Health and justice : the capability to be healthy

Venkatapuram, Sridhar January 2009 (has links)
This is an inter-disciplinary argument for a moral entitlement to a capability to be healthy. Motivated by the goal to make a human right to health intelligible and justifiable, the thesis extends the capability approach, advocated by Amartya Sen and Martha Nussbaum, to the theory and practice of the human health sciences. Moral claims related to human health are considered at the level of ethical theory, or a level of abstraction where principles of social justice that determine the purpose, form, and scope of basic social institutions are proposed, evaluated, and justified. The argument includes 1) a conception of health as capability, 2) a theory of causation and distribution of health capability as well as 3) an argument for the moral entitlement to a sufficient and equitable capability to be healthy grounded in the respect for human dignity.

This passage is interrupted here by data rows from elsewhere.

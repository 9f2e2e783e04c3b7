use anyhow::Result;

use crate::allocation::{AllocationPlan, Ranked, Scored};
use crate::population::BarangayAggregate;
use crate::scoring::ScoredResident;

pub const RESIDENT_COLUMNS: [&str; 9] = [
    "Name",
    "Barangay",
    "Priority Score",
    "Priority Level",
    "Evacuation Score",
    "Income Score",
    "Family Score",
    "Housing Score",
    "Terrain Score",
];

pub const BARANGAY_COLUMNS: [&str; 6] = [
    "Barangay",
    "Average Score",
    "Vulnerability Index",
    "Total Residents",
    "High Priority Count",
    "Priority Level",
];

pub fn residents_to_csv(residents: &[ScoredResident]) -> Result<String> {
    let mut writer = csv::Writer::from_writer(vec![]);
    writer.write_record(RESIDENT_COLUMNS)?;
    for resident in residents {
        writer.write_record(resident_row(resident))?;
    }
    let data = writer.into_inner()?;
    Ok(String::from_utf8_lossy(&data).to_string())
}

pub fn ranked_residents_to_csv(ranked: &[Ranked<ScoredResident>]) -> Result<String> {
    let mut writer = csv::Writer::from_writer(vec![]);
    let mut header = vec!["Rank"];
    header.extend(RESIDENT_COLUMNS);
    writer.write_record(&header)?;
    for entry in ranked {
        let mut row = vec![entry.rank.to_string()];
        row.extend(resident_row(&entry.item));
        writer.write_record(&row)?;
    }
    let data = writer.into_inner()?;
    Ok(String::from_utf8_lossy(&data).to_string())
}

pub fn barangays_to_csv(aggregates: &[BarangayAggregate]) -> Result<String> {
    let mut writer = csv::Writer::from_writer(vec![]);
    writer.write_record(BARANGAY_COLUMNS)?;
    for aggregate in aggregates {
        writer.write_record(barangay_row(aggregate))?;
    }
    let data = writer.into_inner()?;
    Ok(String::from_utf8_lossy(&data).to_string())
}

pub fn ranked_barangays_to_csv(ranked: &[Ranked<BarangayAggregate>]) -> Result<String> {
    let mut writer = csv::Writer::from_writer(vec![]);
    let mut header = vec!["Rank"];
    header.extend(BARANGAY_COLUMNS);
    writer.write_record(&header)?;
    for entry in ranked {
        let mut row = vec![entry.rank.to_string()];
        row.extend(barangay_row(&entry.item));
        writer.write_record(&row)?;
    }
    let data = writer.into_inner()?;
    Ok(String::from_utf8_lossy(&data).to_string())
}

/// One row per recipient, one column per resource in name order.
pub fn allocation_to_csv(plan: &AllocationPlan) -> Result<String> {
    let mut writer = csv::Writer::from_writer(vec![]);
    let resources = plan.resource_names();
    let mut header = vec!["Rank", "Name", "Priority Score", "Allocation Ratio"];
    header.extend(resources.iter().copied());
    writer.write_record(&header)?;
    for entry in &plan.entries {
        let mut row = vec![
            entry.rank.map(|r| r.to_string()).unwrap_or_default(),
            entry.name.clone(),
            format!("{:.2}", entry.total_score),
            format!("{:.2}", entry.allocation_ratio),
        ];
        for resource in &resources {
            row.push(
                entry
                    .allocation
                    .get(*resource)
                    .copied()
                    .unwrap_or(0)
                    .to_string(),
            );
        }
        writer.write_record(&row)?;
    }
    let data = writer.into_inner()?;
    Ok(String::from_utf8_lossy(&data).to_string())
}

fn resident_row(resident: &ScoredResident) -> Vec<String> {
    let breakdown = &resident.result.breakdown;
    vec![
        resident.name.clone().unwrap_or_default(),
        resident.barangay.clone().unwrap_or_default(),
        format!("{:.2}", resident.priority_score()),
        resident.result.priority_level.to_string(),
        format!("{:.2}", breakdown.evacuation),
        format!("{:.2}", breakdown.income),
        format!("{:.2}", breakdown.family),
        format!("{:.2}", breakdown.housing),
        format!("{:.2}", breakdown.terrain),
    ]
}

fn barangay_row(aggregate: &BarangayAggregate) -> Vec<String> {
    vec![
        aggregate.barangay.clone().unwrap_or_default(),
        format!("{:.2}", aggregate.average_score),
        format!("{:.2}", aggregate.vulnerability_index),
        aggregate.total_residents.to_string(),
        aggregate.high_priority_count.to_string(),
        aggregate.priority_level.to_string(),
    ]
}
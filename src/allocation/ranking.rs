use crate::allocation::{Ranked, Scored};

pub const DEFAULT_RANK_LIMIT: usize = 10;

/// Sorts by score, highest first, keeps the top `limit`, and numbers them
/// from 1. The sort is stable: equal scores keep their input order.
pub fn rank<T: Scored>(mut items: Vec<T>, limit: usize) -> Vec<Ranked<T>> {
    items.sort_by(|a, b| b.priority_score().total_cmp(&a.priority_score()));
    items
        .into_iter()
        .take(limit)
        .enumerate()
        .map(|(idx, item)| Ranked {
            rank: idx + 1,
            item,
        })
        .collect()
}

#[cfg(test)]
mod tests {
    use super::*;

    #[derive(Debug, Clone, PartialEq)]
    struct Entity {
        name: String,
        score: f64,
    }

    impl Scored for Entity {
        fn priority_score(&self) -> f64 {
            self.score
        }

        fn label(&self) -> &str {
            &self.name
        }
    }

    fn entity(name: &str, score: f64) -> Entity {
        Entity {
            name: name.to_string(),
            score,
        }
    }

    #[test]
    fn truncates_and_numbers_ranks() {
        let items: Vec<Entity> = (0..15)
            .map(|i| entity(&format!("e{i}"), f64::from((i * 37) % 100)))
            .collect();
        let ranked = rank(items, DEFAULT_RANK_LIMIT);

        assert_eq!(ranked.len(), 10);
        for (idx, entry) in ranked.iter().enumerate() {
            assert_eq!(entry.rank, idx + 1);
        }
        for pair in ranked.windows(2) {
            assert!(pair[0].priority_score() >= pair[1].priority_score());
        }
    }

    #[test]
    fn ties_keep_input_order() {
        let items = vec![
            entity("first", 50.0),
            entity("top", 80.0),
            entity("second", 50.0),
            entity("third", 50.0),
        ];
        let ranked = rank(items, 10);
        let labels: Vec<&str> = ranked.iter().map(|r| r.label()).collect();
        assert_eq!(labels, vec!["top", "first", "second", "third"]);
    }

    #[test]
    fn limit_larger_than_input_keeps_everything() {
        let ranked = rank(vec![entity("a", 1.0), entity("b", 2.0)], 10);
        assert_eq!(ranked.len(), 2);
        assert_eq!(ranked[0].label(), "b");
        assert_eq!(ranked[0].rank(), Some(1));
    }
}
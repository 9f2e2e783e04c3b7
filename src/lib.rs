//! Need-based priority scoring for barangay relief distribution.
//!
//! Residents are scored on five factors (evacuation history, income, family
//! size, housing material, terrain), aggregated per barangay, ranked, and
//! used to split a finite pool of relief goods in proportion to need.

pub mod allocation;
pub mod config;
pub mod output;
pub mod population;
pub mod residents;
pub mod scoring;
pub mod server;
pub mod telemetry;
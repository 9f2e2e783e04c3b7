use tracing::debug;

use crate::population::recommendations::{barangay_recommendations, NO_RESIDENT_DATA};
use crate::population::{BarangayAggregate, BarangayMetrics};
use crate::residents::ResidentRecord;
use crate::scoring::scorer::ResidentScorer;
use crate::scoring::{round2, PriorityLevel};

#[derive(Debug, Clone, Copy)]
pub struct PopulationAggregator<'a> {
    scorer: ResidentScorer<'a>,
}

impl<'a> PopulationAggregator<'a> {
    pub fn new(scorer: ResidentScorer<'a>) -> Self {
        Self { scorer }
    }

    /// Scores every resident (input order is preserved in `resident_scores`)
    /// and summarizes the batch. An empty batch yields a zeroed aggregate.
    pub fn aggregate<'r, I>(&self, residents: I) -> BarangayAggregate
    where
        I: IntoIterator<Item = &'r ResidentRecord>,
    {
        let residents: Vec<&ResidentRecord> = residents.into_iter().collect();
        if residents.is_empty() {
            return empty_aggregate();
        }

        let resident_scores: Vec<_> = residents
            .iter()
            .map(|resident| self.scorer.score(resident))
            .collect();
        let total_residents = resident_scores.len();
        let count = total_residents as f64;

        let score_sum: f64 = resident_scores.iter().map(|r| r.total_score).sum();
        let average_score = round2(score_sum / count);
        let high_priority_count = resident_scores
            .iter()
            .filter(|r| r.priority_level.is_high_priority())
            .count();
        let vulnerability_index = round2(high_priority_count as f64 / count * 100.0);

        let metrics = collect_metrics(&residents);
        let recommendations =
            barangay_recommendations(&metrics, vulnerability_index, total_residents);

        debug!(
            total_residents,
            average_score, vulnerability_index, "aggregated resident batch"
        );

        BarangayAggregate {
            barangay: None,
            average_score,
            vulnerability_index,
            total_residents,
            high_priority_count,
            resident_scores,
            metrics,
            priority_level: PriorityLevel::from_score(average_score),
            recommendations,
        }
    }

    pub fn aggregate_named<'r, I>(&self, barangay: impl Into<String>, residents: I) -> BarangayAggregate
    where
        I: IntoIterator<Item = &'r ResidentRecord>,
    {
        let mut aggregate = self.aggregate(residents);
        aggregate.barangay = Some(barangay.into());
        aggregate
    }
}

fn empty_aggregate() -> BarangayAggregate {
    BarangayAggregate {
        barangay: None,
        average_score: 0.0,
        vulnerability_index: 0.0,
        total_residents: 0,
        high_priority_count: 0,
        resident_scores: Vec::new(),
        metrics: BarangayMetrics::default(),
        priority_level: PriorityLevel::VeryLow,
        recommendations: vec![NO_RESIDENT_DATA.to_string()],
    }
}

/// Raw field totals, not sub-scores.
fn collect_metrics(residents: &[&ResidentRecord]) -> BarangayMetrics {
    let mut metrics = BarangayMetrics::default();
    let mut income_sum = 0.0;
    for resident in residents {
        metrics.total_evacuations += u64::from(resident.evacuations());
        metrics.total_family_members += u64::from(resident.household_size());
        income_sum += resident.income();
        *metrics
            .housing_type_distribution
            .entry(resident.material())
            .or_insert(0) += 1;
    }
    if !residents.is_empty() {
        metrics.average_income = income_sum / residents.len() as f64;
    }
    metrics
}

Moreover, the entitlement to the capability to be healthy is defended against alternative ethical approaches that focus on welfare or resources in evaluating and satisfying health claims. In specific, it is argued that human health is best understood as a capability to be healthy - a meta-capability to achieve a cluster of basic and inter-related capabilities and functionings. Such a cluster of capabilities and functionings is in line with Martha Nussbaum's central human capabilities. A theory of causation and distribution of health capability is put forward that integrates the 'classic' biomedical factors of disease (genetic endowment, exposure to hazardous materials, behaviour), social determinants of disease, and Drèze and Sen's econometric analysis of the causation and distribution of acute and endemic malnutrition. Furthermore, the argument critiques Norman Daniels's revised Rawlsian theory of health justice, and advocates for the capability approach to recognize group capabilities in light of 'population health' phenomena. Lastly, the thesis also argues that a coherent, capability conception of health as a species-wide conception will tend to make any theory of justice recognizing health claims a cosmopolitan theory of justice.